То был вопрос о сложных, запутанных отношениях между двумя живущими в нем людьми: высоконравственным моралистом и человеком искусства, художником. Бакин никогда не сомневался в истинности «пути прежних правителей»[77]. И его произведения, как сам он заявлял, как раз и являлись выражением в искусстве этого самого «пути прежних правителей». Таким образом, здесь не было никакого противоречиям Однако вопрос состоял в том, что важнее для искусства: «путь прежних правителей» или же собственные чувства. Живущий в Бакине моралист считал, что важнее первое, тогда как художник, естественно, признавал куда более существенным второе. Разумеется, ничего не стоило разрешить это противоречие с помощью дешевого компромисса. И в самом деле, он нередко пытался скрыть свое двойственное отношение к искусству за туманными рассуждениями о гармонии.
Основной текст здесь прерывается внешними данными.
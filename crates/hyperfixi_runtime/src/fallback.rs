//! Last-resort single-command recognizer.
//!
//! When every structured strategy fails, a handful of common English
//! one-liners (`toggle .active on #menu`, `on submit halt`) can still be
//! compiled. Anything more involved is a `NoMatch`.

use std::sync::LazyLock;

use hyperfixi_compiler::{AstNode, normalize};
use hyperfixi_foundation::{Error, Result, Value};
use regex::{Captures, Regex};

/// Element reference: an id, a class, or `me`.
const ELEMENT: &str = r"(#[\w-]+|\.[\w-]+|me)";

type Build = fn(&Captures<'_>) -> AstNode;

struct Rule {
    regex: Regex,
    build: Build,
}

static EVENT_PREFIX: LazyLock<Option<Regex>> =
    LazyLock::new(|| Regex::new(r"^on\s+([A-Za-z]+)\s+(.+)$").ok());

static RULES: LazyLock<Vec<Rule>> = LazyLock::new(|| {
    let rules: [(String, Build); 7] = [
        (
            format!(r"^(toggle|add|remove)\s+([.@][\w-]+)(?:\s+(?:on|to|from)\s+{ELEMENT})?$"),
            class_command,
        ),
        (format!(r"^(show|hide|focus|blur)(?:\s+{ELEMENT})?$"), element_command),
        (r"^log\s+(.+)$".to_string(), log_command),
        (r"^wait\s+(\d+(?:\.\d+)?)(ms|s)?$".to_string(), wait_command),
        (
            format!(r"^(send|trigger)\s+([\w:-]+)(?:\s+(?:to|on)\s+{ELEMENT})?$"),
            send_command,
        ),
        (r"^go\s+to\s+(?:url\s+)?(\S+)$".to_string(), go_command),
        (r"^(halt|exit)$".to_string(), |caps| AstNode::command(&caps[1])),
    ];
    rules
        .into_iter()
        .filter_map(|(pattern, build)| Regex::new(&pattern).ok().map(|regex| Rule { regex, build }))
        .collect()
});

fn element(text: &str) -> AstNode {
    if text == "me" {
        AstNode::variable("me")
    } else {
        AstNode::selector(text)
    }
}

fn class_command(caps: &Captures<'_>) -> AstNode {
    let role = if &caps[1] == "remove" { "source" } else { "destination" };
    let command = AstNode::command(&caps[1]).with_role("patient", AstNode::selector(&caps[2]));
    match caps.get(3) {
        Some(target) => command.with_role(role, element(target.as_str())),
        None => command,
    }
}

fn element_command(caps: &Captures<'_>) -> AstNode {
    let command = AstNode::command(&caps[1]);
    match caps.get(2) {
        Some(target) => command.with_role("patient", element(target.as_str())),
        None => command,
    }
}

fn log_command(caps: &Captures<'_>) -> AstNode {
    let text = caps[1].trim();
    let value = if let Some(inner) = text
        .strip_prefix('"')
        .and_then(|t| t.strip_suffix('"'))
        .or_else(|| text.strip_prefix('\'').and_then(|t| t.strip_suffix('\'')))
    {
        AstNode::string(inner)
    } else if let Ok(n) = text.parse::<f64>() {
        AstNode::number(n)
    } else {
        AstNode::variable(text)
    };
    AstNode::command("log").with_role("patient", value)
}

fn wait_command(caps: &Captures<'_>) -> AstNode {
    let amount: f64 = caps[1].parse().unwrap_or_default();
    let unit = caps.get(2).map_or("ms", |m| m.as_str());
    let millis = if unit == "s" { amount * 1_000.0 } else { amount };
    AstNode::command("wait").with_role(
        "duration",
        AstNode::Literal {
            value: Value::Number(millis),
            raw: Some(format!("{}{unit}", &caps[1])),
        },
    )
}

fn send_command(caps: &Captures<'_>) -> AstNode {
    let command = AstNode::command(&caps[1]).with_role("event", AstNode::string(&caps[2]));
    match caps.get(3) {
        Some(target) => command.with_role("destination", element(target.as_str())),
        None => command,
    }
}

fn go_command(caps: &Captures<'_>) -> AstNode {
    AstNode::command("go").with_role("destination", AstNode::string(&caps[1]))
}

/// Recognizes one English command, optionally behind `on <event>`.
#[derive(Clone, Copy, Debug, Default)]
pub struct RegexRecognizer;

impl RegexRecognizer {
    /// Builds a normalized AST.
    ///
    /// # Errors
    ///
    /// Returns `NoMatch` when no rule matches.
    pub fn recognize(self, source: &str) -> Result<AstNode> {
        let text = source.split_whitespace().collect::<Vec<_>>().join(" ");
        let (event, command) = match EVENT_PREFIX.as_ref().and_then(|re| re.captures(&text)) {
            Some(caps) => (
                caps.get(1).map(|m| m.as_str().to_string()),
                caps.get(2).map_or("", |m| m.as_str()).to_string(),
            ),
            None => (None, text.clone()),
        };
        let node = RULES
            .iter()
            .find_map(|rule| rule.regex.captures(&command).map(|caps| (rule.build)(&caps)))
            .ok_or_else(|| Error::no_match(source))?;
        Ok(match event {
            Some(event) => AstNode::event(event, vec![node]),
            None => normalize(node),
        })
    }
}

#[cfg(test)]
mod tests {
    use super::*;
    use proptest::prelude::*;

    #[test]
    fn all_rules_compile() {
        assert_eq!(RULES.len(), 7);
        assert!(EVENT_PREFIX.is_some());
    }

    #[test]
    fn class_commands() {
        let ast = RegexRecognizer.recognize("toggle .active on #menu").unwrap();
        let AstNode::Event { event, body, .. } = &ast else {
            panic!("expected event root");
        };
        assert_eq!(event, "click");
        assert_eq!(body[0].role("destination"), Some(&AstNode::selector("#menu")));
    }

    #[test]
    fn event_prefix_and_wait() {
        let ast = RegexRecognizer.recognize("on mouseover   wait 2s").unwrap();
        assert!(matches!(&ast, AstNode::Event { event, .. } if event == "mouseover"));
        let wait = &ast.body()[0];
        assert_eq!(wait.role("duration").and_then(AstNode::as_literal), Some(&Value::Number(2000.0)));
    }

    #[test]
    fn log_values() {
        let ast = RegexRecognizer.recognize("log 'hello'").unwrap();
        assert_eq!(ast.body()[0].role("patient"), Some(&AstNode::string("hello")));
        let ast = RegexRecognizer.recognize("log :count").unwrap();
        assert_eq!(ast.body()[0].role("patient"), Some(&AstNode::variable(":count")));
    }

    #[test]
    fn unmatched_is_no_match() {
        let err = RegexRecognizer.recognize("frobnicate the widget").unwrap_err();
        assert!(matches!(err.kind, hyperfixi_foundation::ErrorKind::NoMatch(_)));
    }

    proptest! {
        #[test]
        fn never_panics(source in "\\PC{0,40}") {
            let _ = RegexRecognizer.recognize(&source);
        }

        #[test]
        fn recognized_roots_are_events(class in "[a-z][a-z-]{0,10}", verb in "toggle|add|remove") {
            let ast = RegexRecognizer.recognize(&format!("{verb} .{class}")).unwrap();
            prop_assert!(matches!(ast, AstNode::Event { .. }), "expected AstNode::Event");
        }
    }
}
//! Semantic nodes: language-neutral commands, event handlers, and blocks.

use im::OrdMap;
use serde::{Deserialize, Serialize};

use crate::role::SemanticRole;
use crate::value::SemanticValue;

/// Event handler modifiers.
#[derive(Clone, Debug, Default, PartialEq, Eq, Serialize, Deserialize)]
#[serde(rename_all = "camelCase")]
pub struct EventModifiers {
    /// Remove the listener after the first event.
    #[serde(default, skip_serializing_if = "is_false")]
    pub once: bool,
    /// Call `preventDefault()`.
    #[serde(default, skip_serializing_if = "is_false")]
    pub prevent: bool,
    /// Call `stopPropagation()`.
    #[serde(default, skip_serializing_if = "is_false")]
    pub stop: bool,
    /// Passive listener.
    #[serde(default, skip_serializing_if = "is_false")]
    pub passive: bool,
    /// Capture-phase listener.
    #[serde(default, skip_serializing_if = "is_false")]
    pub capture: bool,
    /// Debounce interval in milliseconds.
    #[serde(default, skip_serializing_if = "Option::is_none")]
    pub debounce: Option<u64>,
    /// Throttle interval in milliseconds.
    #[serde(default, skip_serializing_if = "Option::is_none")]
    pub throttle: Option<u64>,
}

#[allow(clippy::trivially_copy_pass_by_ref)]
fn is_false(b: &bool) -> bool {
    !b
}

impl EventModifiers {
    /// Returns true if no modifier is set.
    #[must_use]
    pub fn is_empty(&self) -> bool {
        *self == Self::default()
    }

    /// Sets a flag modifier by canonical name. Returns false for unknown names.
    pub fn set_flag(&mut self, name: &str) -> bool {
        match name {
            "once" => self.once = true,
            "prevent" => self.prevent = true,
            "stop" => self.stop = true,
            "passive" => self.passive = true,
            "capture" => self.capture = true,
            _ => return false,
        }
        true
    }

    /// Names of the flag modifiers that are set, in canonical order.
    #[must_use]
    pub fn flags(&self) -> Vec<&'static str> {
        [
            ("once", self.once),
            ("prevent", self.prevent),
            ("stop", self.stop),
            ("passive", self.passive),
            ("capture", self.capture),
        ]
        .into_iter()
        .filter_map(|(name, set)| set.then_some(name))
        .collect()
    }
}

/// What kind of node this is.
#[derive(Clone, Debug, PartialEq, Serialize, Deserialize)]
#[serde(tag = "kind", rename_all = "kebab-case")]
pub enum NodeKind {
    /// A single command.
    Command,
    /// `on <event> <body>`. Roles: `event`, optionally `source`.
    EventHandler {
        /// Listener modifiers.
        #[serde(default, skip_serializing_if = "EventModifiers::is_empty")]
        modifiers: EventModifiers,
        /// Statements run when the event fires.
        body: Vec<SemanticNode>,
    },
    /// A block or statement sequence: `then`, `if`, `unless`, `repeat`,
    /// `while`, or `for`.
    Compound {
        /// Main body.
        body: Vec<SemanticNode>,
        /// `else` body of `if`/`unless`.
        #[serde(default, skip_serializing_if = "Vec::is_empty")]
        alternate: Vec<SemanticNode>,
    },
}

/// Parse metadata.
#[derive(Clone, Debug, PartialEq, Serialize, Deserialize)]
#[serde(rename_all = "camelCase")]
pub struct NodeMetadata {
    /// Language the node was parsed from.
    pub language: String,
    /// Lowest token confidence that went into the node.
    pub confidence: f64,
    /// Source text of the clause.
    #[serde(default, skip_serializing_if = "Option::is_none")]
    pub source_text: Option<String>,
}

impl Default for NodeMetadata {
    fn default() -> Self {
        Self {
            language: "en".to_string(),
            confidence: 1.0,
            source_text: None,
        }
    }
}

/// A language-neutral parse result.
///
/// `action` is always the canonical English name, whatever language the
/// node came from.
#[derive(Clone, Debug, PartialEq, Serialize, Deserialize)]
pub struct SemanticNode {
    /// Node kind, with the children of handlers and blocks.
    #[serde(flatten)]
    pub kind: NodeKind,
    /// Canonical action name.
    pub action: String,
    /// Role values, keyed by role.
    #[serde(default)]
    pub roles: OrdMap<SemanticRole, SemanticValue>,
    /// Parse metadata.
    #[serde(default)]
    pub metadata: NodeMetadata,
}

impl SemanticNode {
    /// Creates a command node with no roles.
    #[must_use]
    pub fn command(action: impl Into<String>) -> Self {
        Self {
            kind: NodeKind::Command,
            action: action.into(),
            roles: OrdMap::new(),
            metadata: NodeMetadata::default(),
        }
    }

    /// Creates an event handler node.
    #[must_use]
    pub fn event_handler(event: impl Into<String>, body: Vec<Self>) -> Self {
        let mut roles = OrdMap::new();
        roles.insert(SemanticRole::Event, SemanticValue::word(event));
        Self {
            kind: NodeKind::EventHandler {
                modifiers: EventModifiers::default(),
                body,
            },
            action: "on".to_string(),
            roles,
            metadata: NodeMetadata::default(),
        }
    }

    /// Creates a block or sequence node.
    #[must_use]
    pub fn compound(action: impl Into<String>, body: Vec<Self>) -> Self {
        Self {
            kind: NodeKind::Compound {
                body,
                alternate: Vec::new(),
            },
            action: action.into(),
            roles: OrdMap::new(),
            metadata: NodeMetadata::default(),
        }
    }

    /// Adds a role value.
    #[must_use]
    pub fn with_role(mut self, role: SemanticRole, value: SemanticValue) -> Self {
        self.roles.insert(role, value);
        self
    }

    /// Sets the `else` body of a compound node. Ignored for other kinds.
    #[must_use]
    pub fn with_alternate(mut self, nodes: Vec<Self>) -> Self {
        if let NodeKind::Compound { alternate, .. } = &mut self.kind {
            *alternate = nodes;
        }
        self
    }

    /// Sets the event modifiers of a handler. Ignored for other kinds.
    #[must_use]
    pub fn with_modifiers(mut self, value: EventModifiers) -> Self {
        if let NodeKind::EventHandler { modifiers, .. } = &mut self.kind {
            *modifiers = value;
        }
        self
    }

    /// Sets the metadata.
    #[must_use]
    pub fn with_metadata(mut self, metadata: NodeMetadata) -> Self {
        self.metadata = metadata;
        self
    }

    /// Looks up a role value.
    #[must_use]
    pub fn role(&self, role: &SemanticRole) -> Option<&SemanticValue> {
        self.roles.get(role)
    }

    /// Returns true for command nodes.
    #[must_use]
    pub const fn is_command(&self) -> bool {
        matches!(self.kind, NodeKind::Command)
    }

    /// Returns true for event handler nodes.
    #[must_use]
    pub const fn is_event_handler(&self) -> bool {
        matches!(self.kind, NodeKind::EventHandler { .. })
    }

    /// Child statements: a handler's body or a block's body.
    #[must_use]
    pub fn body(&self) -> &[Self] {
        match &self.kind {
            NodeKind::Command => &[],
            NodeKind::EventHandler { body, .. } | NodeKind::Compound { body, .. } => body,
        }
    }

    /// The event name of a handler.
    #[must_use]
    pub fn event_name(&self) -> Option<&str> {
        self.role(&SemanticRole::Event).map(SemanticValue::raw)
    }

    /// Lowest confidence in this node and its children.
    #[must_use]
    pub fn min_confidence(&self) -> f64 {
        let (body, alternate): (&[Self], &[Self]) = match &self.kind {
            NodeKind::Command => (&[], &[]),
            NodeKind::EventHandler { body, .. } => (body, &[]),
            NodeKind::Compound { body, alternate } => (body, alternate),
        };
        body.iter()
            .chain(alternate)
            .map(Self::min_confidence)
            .fold(self.metadata.confidence, f64::min)
    }

    /// Canonical actions of every command in this tree, in source order.
    #[must_use]
    pub fn commands(&self) -> Vec<&str> {
        let mut out = Vec::new();
        self.collect_commands(&mut out);
        out
    }

    fn collect_commands<'a>(&'a self, out: &mut Vec<&'a str>) {
        match &self.kind {
            NodeKind::Command => out.push(&self.action),
            NodeKind::EventHandler { body, .. } => {
                for node in body {
                    node.collect_commands(out);
                }
            }
            NodeKind::Compound { body, alternate } => {
                for node in body.iter().chain(alternate) {
                    node.collect_commands(out);
                }
            }
        }
    }
}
Но если других еще можно обмануть, себя самого не обманешь. Он не считал литературу «гэсаку»[78] высоким искусством, называя ее «орудием поощрения добродетели и порицания порока», однако в минуты одержимости творчеством начинал вдруг ощущать беспокойство и неуверенность. Этим и объяснялось совершенно неожиданное воздействие на его настроение «Речных заводей».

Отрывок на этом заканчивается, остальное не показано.